Body and blood of Christ,
Jason could almost lip-read.
Amen
, he answered himself.
The Communion finished. The last parishioners returned to their seats, including Mandy. Jason waved her into the pew, then sat next to her.
“What’s with all the monks?” he asked, leaning forward.
She had knelt down with her head bowed. Her only answer was a shushing sound. He sat back. Most of the parishioners were also kneeling, heads bowed. Only a few like Jason, those who had not taken Communion, remained seated. Ahead, the priest finished tidying up, while the elderly archbishop sat atop his raised dais, chin to chest, half dozing.
The mystery and pageantry had died to embers in Jason’s heart. Maybe it was just the pressure of his bladder, but all he wanted to do was get out of here. He even reached to Mandy’s elbow, ready to urge her to leave.
Motion ahead stopped him. The monks on either side of the altar pulled weapons from beneath folds of cloth. Gunmetal shone with oil in the candlelight, snub-nosed Uzis, mounted with long black silencers.
A chatter of gunfire, no louder than a chain-smoker’s staccato cough, spat across the altar. Heads rose along the pews. Behind the altar, the priest, garbed in white, danced with the impacts. It appeared as if he were being pelted with paintballs—crimson paintballs. He fell atop the altar, spilling the chalice of wine along with his own blood.

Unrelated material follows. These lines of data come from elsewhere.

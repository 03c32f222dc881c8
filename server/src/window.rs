//! Viewer-centred slices of a leaderboard.
//!
//! A window holds at most `size` entries: the global top entry, the viewer,
//! and the viewer's neighbourhood. Every store call touches O(size) members
//! regardless of how large the leaderboard is.

use common::{Score, ScoreKind, Scope};
use std::collections::HashSet;
use tracing::{debug, trace};

use crate::error::Result;
use crate::store::{BatchRequest, LeaderboardStore, Lookup};

pub const DEFAULT_WINDOW_SIZE: usize = 100;

/// Candidates fetched on each side of the viewer, as a multiple of the window
/// size, so that dedup and attribute misses still leave a full window.
const OVERFETCH_FACTOR: u64 = 2;

/// What a viewer without a score gets to see.
#[derive(Debug, Clone, Copy, Default, PartialEq, Eq)]
pub enum UnrankedPolicy {
    /// Only the global top entry
    #[default]
    TopOnly,
    /// The first `size` ranks
    Head,
}

impl std::str::FromStr for UnrankedPolicy {
    type Err = String;

    fn from_str(s: &str) -> std::result::Result<Self, Self::Err> {
        match s.to_lowercase().as_str() {
            "top" | "top-only" => Ok(UnrankedPolicy::TopOnly),
            "head" => Ok(UnrankedPolicy::Head),
            other => Err(format!("unknown unranked viewer policy: {}", other)),
        }
    }
}

#[derive(Debug, Clone, PartialEq, Eq)]
pub struct WindowConfig {
    /// Maximum number of entries in one window
    pub size: usize,
    pub unranked: UnrankedPolicy,
}

impl Default for WindowConfig {
    fn default() -> Self {
        Self {
            size: DEFAULT_WINDOW_SIZE,
            unranked: UnrankedPolicy::default(),
        }
    }
}

#[derive(Debug, Clone, Default)]
pub struct WindowBuilder {
    config: WindowConfig,
}

impl WindowBuilder {
    pub fn new(config: WindowConfig) -> Self {
        Self { config }
    }

    /// Builds the window of `leaderboard_id` for the player in `viewer`.
    ///
    /// Entries come back sorted by position with `position` and `kind` set.
    /// Members that vanish between the rank and attribute lookups are left
    /// out; only store failures are errors.
    pub async fn build<S>(
        &self,
        store: &S,
        viewer: &Scope,
        leaderboard_id: &str,
    ) -> Result<Vec<Score>>
    where
        S: LeaderboardStore + ?Sized,
    {
        let size = self.config.size;
        if size == 0 {
            return Ok(Vec::new());
        }
        let viewer_id = viewer.user_id.as_str();

        let viewer_rank = store.rank(leaderboard_id, viewer_id).await?;
        debug!(leaderboard_id, user_id = viewer_id, rank = ?viewer_rank, "Viewer rank");

        // Round 1: top member and candidate ids
        let mut ids = BatchRequest::new(leaderboard_id);
        ids.push(Lookup::Range { start: 0, stop: 0 });
        match (viewer_rank, self.config.unranked) {
            (Some(rank), _) => {
                let spread = OVERFETCH_FACTOR * size as u64;
                let offset = rank.saturating_sub(1);
                ids.push(Lookup::Range {
                    start: offset.saturating_sub(spread),
                    stop: offset.saturating_add(spread),
                });
            }
            (None, UnrankedPolicy::Head) => {
                ids.push(Lookup::Range {
                    start: 0,
                    stop: size as u64 - 1,
                });
            }
            (None, UnrankedPolicy::TopOnly) => {}
        }

        let mut ranges = store.execute(&ids).await?.into_members()?.into_iter();
        let Some(top) = ranges.next().and_then(|top| top.into_iter().next()) else {
            debug!(leaderboard_id, "Leaderboard has no entries");
            return Ok(Vec::new());
        };
        let candidates = ranges.next().unwrap_or_default();
        trace!(leaderboard_id, top = %top, candidates = candidates.len(), "Fetched window ids");

        // Viewer and top first, each member once
        let mut members = Vec::with_capacity(candidates.len() + 2);
        let mut seen = HashSet::with_capacity(candidates.len() + 2);
        if viewer_rank.is_some() && seen.insert(viewer_id.to_string()) {
            members.push(viewer_id.to_string());
        }
        for member in std::iter::once(top).chain(candidates) {
            if seen.insert(member.clone()) {
                members.push(member);
            }
        }

        // Round 2: attributes; misses drop out
        let attributes = store
            .execute(&BatchRequest::attributes(leaderboard_id, &members))
            .await?
            .into_attributes()?;
        let entries: Vec<Score> = members
            .iter()
            .zip(attributes)
            .filter_map(|(member, found)| match found {
                Some(attributes) => {
                    Some(Score::from_attributes(viewer, leaderboard_id, attributes))
                }
                None => {
                    trace!(leaderboard_id, member = %member, "No attributes, skipping");
                    None
                }
            })
            .collect();

        // Round 3: current positions of the survivors
        let ranks = store
            .execute(&BatchRequest::ranks(
                leaderboard_id,
                entries.iter().map(|entry| entry.user_id().to_string()),
            ))
            .await?
            .into_ranks()?;
        let mut entries: Vec<Score> = entries
            .into_iter()
            .zip(ranks)
            .filter_map(|(mut entry, rank)| {
                entry.position = rank?;
                Some(entry)
            })
            .collect();

        entries.sort_by_key(|entry| entry.position);
        let entries = centre_on_viewer(entries, viewer_id, size);
        let mut entries = fit_to_size(entries, viewer_id, size);
        tag(&mut entries, viewer_id);

        debug!(leaderboard_id, user_id = viewer_id, entries = entries.len(), "Built window");
        Ok(entries)
    }
}

/// Cuts a sorted list down to the top entry, the viewer and `size - 1`
/// neighbours once the viewer would not survive truncation to `size`.
///
/// Neighbours are taken one better, one worse, alternately; once a side runs
/// out the other side fills the remaining slots. The result can hold
/// `size + 1` entries and is meant to go through [`fit_to_size`].
fn centre_on_viewer(entries: Vec<Score>, viewer_id: &str, size: usize) -> Vec<Score> {
    let Some(me) = entries.iter().position(|entry| entry.user_id() == viewer_id) else {
        return entries;
    };
    if me < size {
        return entries;
    }

    let mut keep = vec![false; entries.len()];
    keep[me] = true;
    keep[0] = true;

    let budget = size.saturating_sub(1);
    let mut neighbours = 0;
    let mut step = 1;
    while neighbours < budget {
        // index 0 is the top entry and is kept regardless
        let better = me.checked_sub(step).filter(|&i| i > 0);
        let worse = Some(me + step).filter(|&i| i < entries.len());
        if better.is_none() && worse.is_none() {
            break;
        }
        for i in [better, worse].into_iter().flatten() {
            if neighbours < budget {
                keep[i] = true;
                neighbours += 1;
            }
        }
        step += 1;
    }

    entries
        .into_iter()
        .zip(keep)
        .filter_map(|(entry, keep)| keep.then_some(entry))
        .collect()
}

/// Keeps the first `size` entries of a sorted list. When that would cut the
/// viewer, the best neighbours after the top entry go instead, so the window
/// stays contiguous up to the viewer.
fn fit_to_size(mut entries: Vec<Score>, viewer_id: &str, size: usize) -> Vec<Score> {
    let viewer = entries
        .iter()
        .position(|entry| entry.user_id() == viewer_id)
        .filter(|&me| me >= size);
    let Some(me) = viewer else {
        entries.truncate(size);
        return entries;
    };

    entries.truncate(me + 1);
    let excess = entries.len() - size;
    // with a single slot the viewer wins over the top entry
    let first = usize::from(size > 1);
    entries.drain(first..first + excess);
    entries
}

/// The viewer's entry is `me` even at rank 1; otherwise rank 1 is `top`.
fn tag(entries: &mut [Score], viewer_id: &str) {
    for entry in entries {
        entry.kind = if entry.user_id() == viewer_id {
            ScoreKind::Me
        } else if entry.position == 1 {
            ScoreKind::Top
        } else {
            ScoreKind::Other
        };
    }
}
mod leaderboard;
mod scope;
mod score;

pub use leaderboard::Leaderboard;
pub use scope::Scope;
pub use score::{AttributeError, Score, ScoreAttributes, ScoreKind};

After a stunned silence, cries rose from the parishioners. People sprang up. The elderly archbishop stumbled from his dais, drawing to his feet in horror. The sudden motion knocked his miter hat to the floor.
Monks swept up the aisles…from the rear and the sides. Orders were shouted and barked in German, French, and English.

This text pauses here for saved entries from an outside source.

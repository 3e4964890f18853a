//! Session error taxonomy.

use thiserror::Error;

use crate::inference::InferenceError;
use crate::store::StoreError;

/// Malformed session key; a caller error, never retried.
#[derive(Debug, Error, PartialEq, Eq)]
#[error("invalid session key: {reason}")]
pub struct InvalidKeyError {
    pub reason: &'static str,
}

impl InvalidKeyError {
    pub(crate) fn empty() -> Self {
        Self {
            reason: "key must not be empty",
        }
    }
}

/// Why a turn failed. Carries the underlying cause for the caller to log.
///
/// `Inference` means the in-memory transcript was rolled back to its pre-turn
/// state and nothing was persisted. `Persistence` means the assistant reply
/// was generated and is live in memory, but durability was not achieved for
/// this turn; a restart before the next successful persist loses it.
#[derive(Debug, Error)]
pub enum TurnError {
    #[error("deadline elapsed before the turn was admitted")]
    QueueDeadline,

    #[error("inference failed: {0}")]
    Inference(#[from] InferenceError),

    #[error("persistence failed: {0}")]
    Persistence(#[from] StoreError),
}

Bleiben Sie in Ihren Sitzen…Ne bouge pas…
The voices were muffled, the faces beneath the hoods obscured by half-masks of black silk. But the raised weapons punctuated their orders.
Stay seated or die!
Mandy sat back with Jason. Her hand reached for his. He clutched her fingers and glanced around, unable to blink. All the doors were closed, guarded.
What was going on?
From the pack of armed monks near the main entrance, a figure appeared, dressed like the others, only taller, seeming to rise as if called forth. His cloak was more like a cape. Clearly some leader, he carried no weapon as he strode boldly down the central aisle of the nave.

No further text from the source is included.